The Language is the definitive work on Eiffel, required reading for every Eiffel developer. Best read after obtaining some initial familiarity with the language, it is the language standard, and the place where all discussions of the fine points turn for answers.
The remaining books are necessary if you plan to use the ISE package, and are worthwhile reading in their own right. Bertrand Meyer's writing is often entertaining, always very insightful.
Interactive Software Engineering Eiffel-3 version 3.3.4 for Linux arrived on a DAT tape. I took it over to the Linux Journal offices to read it onto disk, then compressed it to six floppies for klister to read. Unpacking was easy, and I filled out the registration form and sent it off by e-mail. In due time the license codes arrived by return e-mail, I installed them and fired up the license manager daemon, and ISE Eiffel-3 was up and running.
Program edit, class browsing, compilation, and debug are performed from ebench or the tools it launches. These static linked Motif applications require no Motif shared libraries.
The user interface is thoughtful and innovative. Many of the things you need to do are initiated by pushbuttons or drag and drop. Dragging is performed without holding down a button, by clicking button three once to drag and again to drop, reducing the carpal tunnel wear and tear. Drag is easily aborted by clicking button 1. Pushbuttons have distinctive icons, and a phrase describing each pushbutton appears in the tool frame when the cursor is over the button. Those who have worked with graphical tools will appreciate that multiple level menus, pop-ups, and pull-downs are few. Instead, most of the controls needed at any point are immediately available on the frames of the tools present on the desktop.
You can edit program text using the native Motif capabilities, or you can click on a button that launches your favorite editor in a subshell. vi is the default editor. If you prefer emacs, you might run it in its own window to avoid starting it every time you want to edit a file.
ISE includes the following tools:
Project tool: Launch other tools, debug programs.
System tool: Edit Ace file; look at system statistics. Provide class names, for launching or targeting class tools.
Class tool: Edit and browse classes.
Feature tool: Closer look at features, including ancestry.
Object tool: Examine objects at debug time.
Explanation tool: Help on compilation errors
The class, one of the more interesting tools, gives you alternate views of a class at the push of a button. Views include:
Text: Editable class text.
Short: Feature definitions and feature header comments.
Short flat: Short, with all ancestors rolled in.
Ancestors: Indented list of all ancestors.
Descendents: Indented list of descendents.
Clients: List of all class clients in system.
Suppliers: List of classes whose client the target class is.
And more.

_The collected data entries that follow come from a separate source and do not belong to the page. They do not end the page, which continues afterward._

//! Speech-to-text capability and the transcript bridge.
//!
//! A [`SpeechBackend`] turns audio into [`TranscriptSegment`]s either as a
//! long-lived stream or as one-shot batches. [`recognition_stream`] hides
//! that choice behind a single segment stream so [`bridge::SttBridge`] is
//! mode-agnostic. Blocking recognizers are adapted with
//! [`worker::ThreadedRecognizer`].

pub mod bridge;
pub mod http;
pub mod worker;

use std::pin::Pin;
use std::sync::Arc;

use async_trait::async_trait;
use bytes::{Bytes, BytesMut};
use futures_util::{Stream, StreamExt};
use tracing::{debug, warn};

use crate::config::{SttConfig, SttMode};
use crate::error::Result;
use crate::pipeline::messages::TranscriptSegment;

pub use bridge::SttBridge;
pub use http::HttpRecognizer;
pub use worker::{BlockingRecognizer, ThreadedRecognizer};

/// A boxed stream of raw PCM chunks.
pub type AudioStream = Pin<Box<dyn Stream<Item = Bytes> + Send>>;

/// A boxed stream of recognition results.
pub type SegmentStream = Pin<Box<dyn Stream<Item = TranscriptSegment> + Send>>;

/// Speech recognition capability.
#[async_trait]
pub trait SpeechBackend: Send + Sync {
    /// Recognize a live audio stream. The returned stream ends after `audio`
    /// ends and all pending results have been delivered.
    async fn stream_recognize(&self, audio: AudioStream) -> Result<SegmentStream>;

    /// Recognize one buffered batch of audio.
    async fn recognize_batch(&self, audio: Bytes) -> Result<Vec<TranscriptSegment>>;
}

/// Strip the end-of-utterance `marker` from a segment and raise its flag.
///
/// Text is trimmed. A segment carrying the marker is also final.
pub fn strip_marker(segment: TranscriptSegment, marker: &str) -> TranscriptSegment {
    let found = !marker.is_empty() && segment.text.contains(marker);
    let text = if found {
        segment.text.replace(marker, "")
    } else {
        segment.text
    };
    let end_of_utterance = segment.end_of_utterance || found;
    TranscriptSegment {
        text: text.trim().to_owned(),
        is_final: segment.is_final || end_of_utterance,
        end_of_utterance,
    }
}

/// Milliseconds of 16-bit mono audio held in `len` bytes.
pub fn pcm_duration_ms(len: usize, sample_rate_hz: u32) -> u64 {
    let bytes_per_sec = u64::from(sample_rate_hz) * 2;
    if bytes_per_sec == 0 {
        return 0;
    }
    len as u64 * 1000 / bytes_per_sec
}

/// Drive `backend` over `audio` in the configured mode.
///
/// Streaming mode forwards chunks as they arrive. Buffered mode batches audio
/// until `buffer_ms` (or the `max_buffer_ms` ceiling) is reached and flushes
/// any remainder when `audio` ends; empty buffers are never sent. Backend
/// errors are logged and end the affected batch or stream.
pub fn recognition_stream(
    backend: Arc<dyn SpeechBackend>,
    config: &SttConfig,
    audio: AudioStream,
) -> SegmentStream {
    match config.mode {
        SttMode::Streaming => Box::pin(async_stream::stream! {
            match backend.stream_recognize(audio).await {
                Ok(mut segments) => {
                    while let Some(segment) = segments.next().await {
                        yield segment;
                    }
                }
                Err(e) => warn!(error = %e, "streaming recognition failed to start"),
            }
        }),
        SttMode::Buffered => {
            let rate = config.sample_rate_hz;
            let threshold_ms = u64::from(config.buffer_ms);
            let ceiling_ms = u64::from(config.max_buffer_ms);
            Box::pin(async_stream::stream! {
                let mut audio = audio;
                let mut buffer = BytesMut::new();
                while let Some(chunk) = audio.next().await {
                    buffer.extend_from_slice(&chunk);
                    let held = pcm_duration_ms(buffer.len(), rate);
                    if held >= threshold_ms || held >= ceiling_ms {
                        let batch = buffer.split().freeze();
                        debug!(held_ms = held, bytes = batch.len(), "flushing audio batch");
                        for segment in recognize_logged(backend.as_ref(), batch).await {
                            yield segment;
                        }
                    }
                }
                if !buffer.is_empty() {
                    let batch = buffer.split().freeze();
                    debug!(bytes = batch.len(), "flushing final audio batch");
                    for segment in recognize_logged(backend.as_ref(), batch).await {
                        yield segment;
                    }
                }
            })
        }
    }
}

async fn recognize_logged(backend: &dyn SpeechBackend, batch: Bytes) -> Vec<TranscriptSegment> {
    match backend.recognize_batch(batch).await {
        Ok(segments) => segments,
        Err(e) => {
            warn!(error = %e, "batch recognition failed");
            Vec::new()
        }
    }
}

Within each of these views, many things can be clicked and dragged to various tools. The effect is a very good hypertext view of a system, including the supporting classes from the libraries. Users of ctags may know what I mean if I call this “ctags on steroids”.
My small test application took sixteen minutes to compile from scratch with full optimizations and no assertions. The resulting binary file was about 130KB.
With assertions enabled and optimizations off, full compile time from scratch was about six minutes, and the binary file was about 1.7MB.
ISE ebench uses “melting ice technology”, which allows incremental changes to run in an interpreted mode. Only modified classes are recompiled. Changing one class and clicking the Melt button caused only a few seconds of compilation. The entire application can be run in this mode, which runs slower but compiles faster. My test application took 20 seconds to compile from scratch in “melt” mode.
Compiler errors are shown in the project tool, whence you can drag and drop class and feature names into class tools, letting you find the affected program code quickly. For more information, drag and drop the error code itself into an explanation tool, and very likely you'll see a paragraph and page number from The Language.
Debug uses the same drag and drop technique used elsewhere. Breakpoints can be set regardless of whether the system is executing, in any class whose text is accessible to the tools. At each breakpoint the stack frame is shown, and features may be displayed by dragging from the stack frame to an object tool. Once displayed, further references may be followed by dragging from the object tool to itself. For example, to traverse a linked list, drag its root object to an object tool, then repeatedly drag the forward link to the same tool.
A breakpoint can be set only at a routine's entry point. As most Eiffel routines are short, this gives better granularity than a C source debugger able to break only at function entry points, but can sometimes require insertion of feature calls and recompilation. Single stepping is available, but I was unable to discover any indication of which source statement had been reached at a step.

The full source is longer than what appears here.